Hoje, já se sabe que tanto os recursos naturais quanto o fôlego do planeta para absorver a poluição são finitos. Entretanto, a possibilidade de transferência desse modelo político e econômico de crescimento vigente no mundo ocidental para os países orientais torna o cenário um bocado mais preocupante.
Chandran Nair, economista asiático fundador do Global Institute for Tomorrow (Gift), com sede em Hong Kong, sugere uma reflexão: imaginar um mundo em que a Ásia, que em 2050 deverá ter em torno de 6 bilhões de habitantes, alcance o mesmo padrão de desenvolvimento do Japão ou dos Estados Unidos – o que é muito justo –, porém, adotando as mesmas políticas econômicas ocidentais de ênfase no consumo. “Os nossos melhores cérebros estudam economia nos Estados Unidos e na Inglaterra, os berços do consumismo”, ressalta Chandran Nair, sugerindo que a formação intelectual desses futuros profissionais poderá incorporar o modelo consumista.
Mas, diante de alguns números, não é difícil prever o que pode acontecer se a Ásia seguir o roteiro ocidental. Por exemplo, a Índia registra hoje menos de 50 automóveis por mil habitantes e a China, 150 por mil. No Ocidente, os países mais ricos estão chegando aos 800 veículos para cada grupo de mil pessoas. O resultado será provavelmente o tal “engarrafamento global” já antevisto por ninguém menos que Bill Ford, bisneto de Henry, o criador da linha de montagem para a produção em massa de automóveis. “Não é possível conceber um mundo com dois carros na garagem de cada família”, tem declarado o empresário, ultimamente.

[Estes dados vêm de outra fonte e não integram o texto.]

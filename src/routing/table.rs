//! Immutable route snapshot.

use std::collections::HashMap;

/// Strip one leading `/` from a key or request path.
///
/// `"/a"` and `"a"` name the same route; `"//a"` becomes `"/a"`.
pub fn normalize_key(key: &str) -> &str {
    key.strip_prefix('/').unwrap_or(key)
}

/// A frozen key → target mapping.
///
/// Built once per load and shared behind an `Arc`; there is no way to
/// modify a table after construction.
#[derive(Debug, Clone, Default, PartialEq, Eq)]
pub struct RouteTable {
    routes: HashMap<String, String>,
}

impl RouteTable {
    /// Resolve a normalized key to its target.
    pub fn resolve(&self, key: &str) -> Option<&str> {
        self.routes.get(key).map(String::as_str)
    }

    /// Number of routes.
    pub fn len(&self) -> usize {
        self.routes.len()
    }

    /// True when the table holds no routes.
    pub fn is_empty(&self) -> bool {
        self.routes.is_empty()
    }

    /// Iterate `(key, target)` pairs in arbitrary order.
    pub fn iter(&self) -> impl Iterator<Item = (&str, &str)> {
        self.routes.iter().map(|(k, v)| (k.as_str(), v.as_str()))
    }
}

impl<K, V> FromIterator<(K, V)> for RouteTable
where
    K: AsRef<str>,
    V: Into<String>,
{
    /// Later entries win when two keys normalize to the same value.
    fn from_iter<I: IntoIterator<Item = (K, V)>>(iter: I) -> Self {
        let routes = iter
            .into_iter()
            .map(|(k, v)| (normalize_key(k.as_ref()).to_string(), v.into()))
            .collect();
        Self { routes }
    }
}
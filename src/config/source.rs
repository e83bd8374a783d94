//! Route table sources: a JSON route file or the route store.
//!
//! Two file layouts are accepted:
//!
//! ```text
//! { "docs": "https://example.com/docs", "/blog": "https://blog.example.com" }
//!
//! [ { "path": "docs", "url": "https://example.com/docs" } ]
//! ```
//!
//! In the array form `key` and `target` are accepted as aliases for `path`
//! and `url`.

use std::collections::BTreeMap;
use std::fs;
use std::path::{Path, PathBuf};

use serde::Deserialize;
use thiserror::Error;

use crate::config::validation::{format_errors, validate_routes, ValidationError};
use crate::routing::RouteTable;
use crate::store::{BatchReport, RouteRecord, RouteStore, StoreError};

/// Errors from reading or validating a route file.
#[derive(Debug, Error)]
pub enum ConfigError {
    #[error("failed to read route file: {0}")]
    Io(#[from] std::io::Error),

    #[error("malformed route file: {0}")]
    Parse(#[from] serde_json::Error),

    #[error("invalid routes: {}", format_errors(.0))]
    Validation(Vec<ValidationError>),
}

/// Errors from loading a route table out of any source.
#[derive(Debug, Error)]
pub enum SourceError {
    #[error("route file {path}: {source}")]
    File { path: PathBuf, source: ConfigError },

    #[error("route store: {0}")]
    Store(#[from] StoreError),
}

#[derive(Deserialize)]
#[serde(untagged)]
enum RouteFile {
    Map(BTreeMap<String, String>),
    List(Vec<RouteEntry>),
}

#[derive(Deserialize)]
struct RouteEntry {
    #[serde(alias = "key")]
    path: String,
    #[serde(alias = "target")]
    url: String,
}

/// Parse and validate route file content.
pub fn parse_routes(content: &str) -> Result<RouteTable, ConfigError> {
    let entries: Vec<(String, String)> = match serde_json::from_str(content)? {
        RouteFile::Map(map) => map.into_iter().collect(),
        RouteFile::List(list) => list.into_iter().map(|e| (e.path, e.url)).collect(),
    };

    validate_routes(&entries).map_err(ConfigError::Validation)?;

    Ok(entries.into_iter().collect())
}

/// Read and parse a route file.
pub fn load_from_file(path: &Path) -> Result<RouteTable, ConfigError> {
    let content = fs::read_to_string(path)?;
    parse_routes(&content)
}

/// Project every stored record into a route table, dropping hit counts.
pub fn load_from_store(store: &RouteStore) -> Result<RouteTable, StoreError> {
    let records = store.get_all()?;
    Ok(records.into_values().map(|r| (r.key, r.target)).collect())
}

/// Write a table into the store, keeping existing hit counts.
///
/// Only new or retargeted keys are written. Keys missing from the table are
/// left in the store.
pub fn sync_to_store(table: &RouteTable, store: &RouteStore) -> Result<BatchReport, StoreError> {
    let existing = store.get_all()?;

    let changed: Vec<RouteRecord> = table
        .iter()
        .filter(|(key, target)| existing.get(*key).map(|r| r.target.as_str()) != Some(*target))
        .map(|(key, target)| RouteRecord {
            key: key.to_string(),
            target: target.to_string(),
            hit_count: existing.get(key).map(|r| r.hit_count).unwrap_or(0),
        })
        .collect();

    store.put_all(changed)
}

/// Where the live route table is loaded from.
#[derive(Clone)]
pub enum RouteSource {
    /// A route file, optionally mirrored into a store after each load.
    File {
        path: PathBuf,
        mirror: Option<RouteStore>,
    },
    /// The route store itself.
    Store(RouteStore),
}

impl RouteSource {
    pub fn file(path: impl Into<PathBuf>) -> Self {
        Self::File {
            path: path.into(),
            mirror: None,
        }
    }

    pub fn store(store: RouteStore) -> Self {
        Self::Store(store)
    }

    /// Mirror file loads into `store`. No effect on a store source.
    pub fn mirrored_to(self, store: RouteStore) -> Self {
        match self {
            Self::File { path, .. } => Self::File {
                path,
                mirror: Some(store),
            },
            other => other,
        }
    }

    /// Build a fresh table from the current contents of the source.
    ///
    /// Blocking; call from a blocking task when on the async runtime.
    pub fn load(&self) -> Result<RouteTable, SourceError> {
        match self {
            Self::File { path, mirror } => {
                let table = load_from_file(path).map_err(|source| SourceError::File {
                    path: path.clone(),
                    source,
                })?;

                if let Some(store) = mirror {
                    match sync_to_store(&table, store) {
                        Ok(report) if report.written > 0 => {
                            tracing::debug!(written = report.written, transactions = report.transactions, "Mirrored routes into store");
                        }
                        Ok(_) => {}
                        Err(e) => {
                            tracing::warn!(error = %e, "Failed to mirror routes into store");
                        }
                    }
                }

                Ok(table)
            }
            Self::Store(store) => Ok(load_from_store(store)?),
        }
    }

    /// The file to watch for changes, if any.
    pub fn watch_path(&self) -> Option<&Path> {
        match self {
            Self::File { path, .. } => Some(path.as_path()),
            Self::Store(_) => None,
        }
    }
}
//! Configuration management subsystem.
//!
//! # Data Flow
//! ```text
//! settings file (TOML) + CLI flags
//!     → loader.rs (parse & deserialize)
//!     → validation.rs (semantic checks)
//!     → Settings (immutable)
//!
//! route file (JSON map or array) / route store
//!     → source.rs (parse, validate, freeze)
//!     → RouteTable
//!
//! On reload trigger:
//!     watcher.rs or SIGUSR1
//!     → source.rs builds a new RouteTable
//!     → lifecycle::reload publishes a new handler
//! ```
//!
//! # Design Decisions
//! - Settings are read once at startup; only routes are reloadable
//! - All settings fields have defaults to allow minimal files
//! - Validation separates syntactic (serde) from semantic checks

pub mod loader;
pub mod schema;
pub mod source;
pub mod validation;
pub mod watcher;

pub use loader::{load_settings, SettingsError};
pub use schema::{ListenerConfig, Settings, SourceKind};
pub use source::{load_from_file, load_from_store, ConfigError, RouteSource, SourceError};
pub use watcher::ConfigWatcher;
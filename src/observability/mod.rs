//! Observability subsystem.
//!
//! # Data Flow
//! ```text
//! All subsystems produce:
//!     → tracing events with structured fields
//!     → tower-http TraceLayer spans per request (with x-request-id)
//!
//! Consumers:
//!     → stdout, or an append-only log file
//! ```

pub mod logging;
//! 6502 processor status register (P).
//!
//! One byte with the hardware bit layout, so BRK/PHP/PLP/RTI can move it
//! to and from the stack verbatim.

/// Carry flag - set if operation resulted in carry/no borrow.
pub const C: u8 = 0x01;

/// Zero flag - set if result is zero.
pub const Z: u8 = 0x02;

/// Interrupt disable.
pub const I: u8 = 0x04;

/// Decimal mode. Tracked but does not change ADC/SBC.
pub const D: u8 = 0x08;

/// Break flag - set in the byte pushed by BRK and PHP.
pub const B: u8 = 0x10;

/// Unused expansion bit - always reads as 1.
pub const U: u8 = 0x20;

/// Overflow flag - set if signed arithmetic overflowed.
pub const V: u8 = 0x40;

/// Negative flag - bit 7 of the result.
pub const N: u8 = 0x80;

/// Processor status register.
#[derive(Debug, Clone, Copy, PartialEq, Eq)]
#[cfg_attr(feature = "serde", derive(serde::Serialize, serde::Deserialize))]
pub struct Status(u8);

impl Default for Status {
    fn default() -> Self {
        Self::new()
    }
}

impl Status {
    /// Status with only the unused bit set.
    #[must_use]
    pub const fn new() -> Self {
        Self(U)
    }

    /// Status from a raw byte, forcing the unused bit.
    #[must_use]
    pub const fn from_byte(value: u8) -> Self {
        Self(value | U)
    }

    /// Raw register value.
    #[must_use]
    pub const fn bits(self) -> u8 {
        self.0
    }

    /// Value pushed by BRK and PHP (break and unused both set).
    #[must_use]
    pub const fn to_byte_brk(self) -> u8 {
        self.0 | U | B
    }

    /// Check if a flag is set.
    #[must_use]
    pub const fn is_set(self, flag: u8) -> bool {
        self.0 & flag != 0
    }

    /// Set a flag.
    pub fn set(&mut self, flag: u8) {
        self.0 |= flag;
    }

    /// Clear a flag. The unused bit cannot be cleared.
    pub fn clear(&mut self, flag: u8) {
        self.0 = (self.0 & !flag) | U;
    }

    /// Set or clear a flag based on condition.
    pub fn set_if(&mut self, flag: u8, condition: bool) {
        if condition {
            self.set(flag);
        } else {
            self.clear(flag);
        }
    }

    /// Update N and Z flags based on a value.
    pub fn update_nz(&mut self, value: u8) {
        self.set_if(N, value & 0x80 != 0);
        self.set_if(Z, value == 0);
    }
}
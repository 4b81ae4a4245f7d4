//! Cycle-counted MOS 6502 CPU emulator.
//!
//! Each `tick()` advances one clock cycle. An instruction's register and
//! memory effects are applied on its first cycle; the remaining cycles of
//! its cost are waits. Opcodes decode through a 256-entry table of
//! addressing mode, operation and base cycle count.

mod addressing;
mod cpu;
pub mod flags;
mod instructions;
mod registers;
mod table;

pub use addressing::AddressingMode;
pub use cpu::{Mos6502, RESET_VECTOR, Snapshot};
pub use flags::Status;
pub use instructions::{IRQ_VECTOR, Operation};
pub use registers::{Registers, STACK_PAGE};
pub use table::{INSTRUCTIONS, Instruction};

Como se vê, o debate deste lado de cá do mundo sobre o consumismo desenfreado começa a atrair personagens do próprio establishment. E, no setor automotivo, Bill Ford não está sozinho. A PSA Peugeot Citroën fundou em 2000 na França o IVM – Institut pour la Ville en Mouvement (Instituto Cidade em Movimento), que desenvolve estudos para melhorar a mobilidade urbana e tornar as ruas mais amigáveis às pessoas, mesmo que, para isso, seja necessário propor a redução do número de carros em circulação (mais em ville-en-mouvement.com).
Outro exemplo importante de empresa que incorporou ao negócio o movimento de reação contra o desperdício e o consumismo inconsequente é o da marca americana de roupas Patagônia (mais em “Empresa pede que consumidor não gaste”).
A primeira mensagem que o cliente recebe ao entrar em uma loja ou no website da empresa é se está de fato precisando adquirir roupas, ou se não se trata de uma compra por impulso. Seus produtos são muito duráveis e as lojas oferecem serviços de reparo e manutenção para que durem ainda mais. A empresa também compra e vende roupas usadas da marca, entre outros serviços.
Esses bons exemplos, para o professor da Faculdade de Economia e Administração da USP Ricardo Abramovay, já são indícios de que ganha corpo a hipótese de que algo está muito errado na forma como nós, ocidentais, nos relacionamos com os bens materiais. Economistas de correntes diversas já escrevem sobre isso. Mas a forma como o problema vem sendo exposto, segundo ele, induz ao ceticismo e à ideia de que, embora necessária, a mudança no padrão de consumo é um objetivo praticamente inatingível. Alega-se que o aumento da renda [2], combinado com a natureza insaciável do ser humano e com a garantia das liberdades, fará as pessoas consumirem cada vez mais.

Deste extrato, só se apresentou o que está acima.